Cancer Survivorship Nurse Practitioner at Shawnee Mission Cancer Center

OK – you’ve been diagnosed with cancer. You’ll deal with it. But cancer carries with it a lot of unknowns, not the least of which could be some complicated dynamics at work.


You may face resentment from your co-workers, uncomfortable conversations about time off and possible discrimination issues.


Thankfully, advancements in treatment are providing hope for a much-needed sense of normalcy. 


Chemo is Changing for the Better

What used to be a grueling treatment period characterized by vomiting and painful side effects is becoming increasingly more manageable.


If you or a loved one has been diagnosed with cancer, you can keep working, thanks to these advancements:

  • Targeted therapies, designed to block the growth and spread of cancer cells as opposed to killing them, help decrease nausea and do not adversely affect blood counts as much as traditional chemotherapy
  • Most chemo is done on an outpatient basis
  • Some treatments last only one hour, and may be scheduled late in the afternoon, allowing you to work at least a half-day
  • All-day treatments are needed in some cases, but can be scheduled in advance so time off work is more easily arranged
  • Long-acting and short-acting anti-nausea medications are available and are often given before chemo even begins
  • Specialized physical therapists work with you to conquer fatigue

A Personalized Approach Can Help

Our goal at the Shawnee Mission Cancer Center is for our patients to stay active, keep working and maintain as normal a life as before. 

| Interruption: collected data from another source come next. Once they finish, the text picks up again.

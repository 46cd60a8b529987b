#![forbid(unsafe_code)]

fn main() {
    if let Err(error) = activity_viewer::cli::run_from_env() {
        eprintln!("{error}");
        std::process::exit(1);
    }
}
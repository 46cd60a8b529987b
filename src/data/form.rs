//! Manual selection form and the submit-time validation shared with drag commits.

use std::cmp::Ordering;

use super::address::{Address, AddressRange};
use super::selection::SelectionRequest;
use super::time::{TimeIndex, TimeRange};
use super::view::BitmapView;
use crate::error::{Result, ViewerError};

/// Reject a selection the backend could not cut out of `view`.
///
/// Checked synchronously before anything is sent: the range must lie inside the
/// bitmap and span at least two cells on both axes (`low != high`).
pub fn validate_selection(request: &SelectionRequest, view: &BitmapView) -> Result<()> {
    let bounds = view.addresses();
    if request.addresses.version() != bounds.version() {
        return Err(ViewerError::invalid_selection(format!(
            "{} range on an {} bitmap",
            request.addresses.version(),
            bounds.version()
        )));
    }
    if !bounds.contains(request.addresses.low())? || !bounds.contains(request.addresses.high())? {
        return Err(ViewerError::invalid_selection(format!(
            "address range {} is outside the bitmap range {}",
            request.addresses, bounds
        )));
    }
    if request.addresses.is_single() {
        return Err(ViewerError::invalid_selection("zero-width address range"));
    }

    let span = view.time_range();
    if !request.times.first().same_kind(&span.first()) {
        return Err(ViewerError::invalid_selection(
            "time values do not match the bitmap's time axis",
        ));
    }
    if !span.contains(&request.times.first()) || !span.contains(&request.times.last()) {
        return Err(ViewerError::invalid_selection(format!(
            "time range {} is outside the bitmap range {}",
            request.times, span
        )));
    }
    if request.times.is_single() {
        return Err(ViewerError::invalid_selection("zero-width time range"));
    }
    Ok(())
}

#[derive(Debug, Clone, Copy, PartialEq, Eq)]
pub enum GranularityStep {
    Increment,
    Decrement,
}

/// Text fields of the selection form, edited in place by the UI.
#[derive(Debug, Clone, Default, PartialEq)]
pub struct SelectionForm {
    pub first_ip: String,
    pub last_ip: String,
    pub first_time: String,
    pub last_time: String,
    pub granularity: String,
}

impl SelectionForm {
    /// Form pre-filled with the whole extent of `view`.
    pub fn from_view(view: &BitmapView) -> Self {
        let span = view.time_range();
        Self {
            first_ip: view.addresses().low().to_string(),
            last_ip: view.addresses().high().to_string(),
            first_time: span.first().to_string(),
            last_time: span.last().to_string(),
            granularity: view.granularity().to_string(),
        }
    }

    /// Copy a committed drag into the fields.
    pub fn fill_from_request(&mut self, request: &SelectionRequest) {
        self.first_ip = request.addresses.low().to_string();
        self.last_ip = request.addresses.high().to_string();
        self.first_time = request.times.first().to_string();
        self.last_time = request.times.last().to_string();
        self.granularity = request.granularity.to_string();
    }

    /// Bounded +/- stepper. Non-numeric input falls back to the view's granularity.
    pub fn step_granularity(&mut self, step: GranularityStep, view: &BitmapView) {
        let max = i64::from(view.addresses().version().bits());
        let value = self
            .granularity
            .trim()
            .parse::<i64>()
            .unwrap_or(i64::from(view.granularity()));
        let next = if value > max {
            max
        } else if value < 0 {
            0
        } else {
            match step {
                GranularityStep::Increment if value < max => value + 1,
                GranularityStep::Decrement if value > 0 => value - 1,
                _ => value,
            }
        };
        self.granularity = next.to_string();
    }

    /// Parse the fields into a request for `view`, rejecting anything invalid.
    pub fn to_request(&self, view: &BitmapView) -> Result<SelectionRequest> {
        let version = view.addresses().version();
        let first_ip = Address::parse_as(version, &self.first_ip)?;
        let last_ip = Address::parse_as(version, &self.last_ip)?;
        if first_ip.compare(&last_ip)? == Ordering::Greater {
            return Err(ViewerError::invalid_selection(format!(
                "first address {first_ip} is greater than last address {last_ip}"
            )));
        }

        let first_time = TimeIndex::parse(&self.first_time)?;
        let last_time = TimeIndex::parse(&self.last_time)?;
        if !first_time.same_kind(&last_time) {
            return Err(ViewerError::invalid_selection(
                "first and last time use different formats",
            ));
        }
        if first_time > last_time {
            return Err(ViewerError::invalid_selection(format!(
                "first time {first_time} is after last time {last_time}"
            )));
        }

        let granularity = match self.granularity.trim() {
            "" => view.granularity(),
            text => text
                .parse::<u8>()
                .ok()
                .filter(|g| *g <= version.bits())
                .ok_or_else(|| {
                    ViewerError::invalid_selection(format!(
                        "granularity {text:?} must be between 0 and {}",
                        version.bits()
                    ))
                })?,
        };

        let request = SelectionRequest {
            addresses: AddressRange::new(first_ip, last_ip)?,
            times: TimeRange::new(first_time, last_time),
            bitmap_type: view.bitmap_type(),
            granularity,
        };
        validate_selection(&request, view)?;
        Ok(request)
    }
}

With that in mind, we evaluate your personal and work life, and will tailor a treatment plan that includes the following:

  • Treatment options that fit your schedule
  • Family Medical Leave Act (FMLA) paperwork that allows for six months of intermittent leave, giving you control of how much you want to work, while still receiving your much-needed recovery time
  • *Note – for more about FMLA, visit: https://www.dol.gov/whd/fmla/fmla-faqs.htm
  • Other paperwork, including letters, to verify the need for special consideration
  • On-site financial navigators to help patients with any financial concerns
  • An on-site oncology psychologist for counseling and support
  • A survivorship clinic offered post-treatment to discuss:

Short-term and long-term side effects that can occur

Recovery strategies

Anxiety/depression concerns

Continued support during your cancer journey, even when that journey is a life-long process


Words of Advice

  • We know the challenges you face at work. It can be so stressful that you may even want to hide the truth about your cancer. Don’t do it!
  • Take heart in the fact that cancer stereotypes and stigmas are on the decline. The days of cancer as a work place taboo are waning.
  • Almost everyone understands cancer and all that comes with it, either by personally having had it or knowing someone affected by it.
  • Open and honest communication is the best strategy for navigating work place challenges that accompany your diagnosis.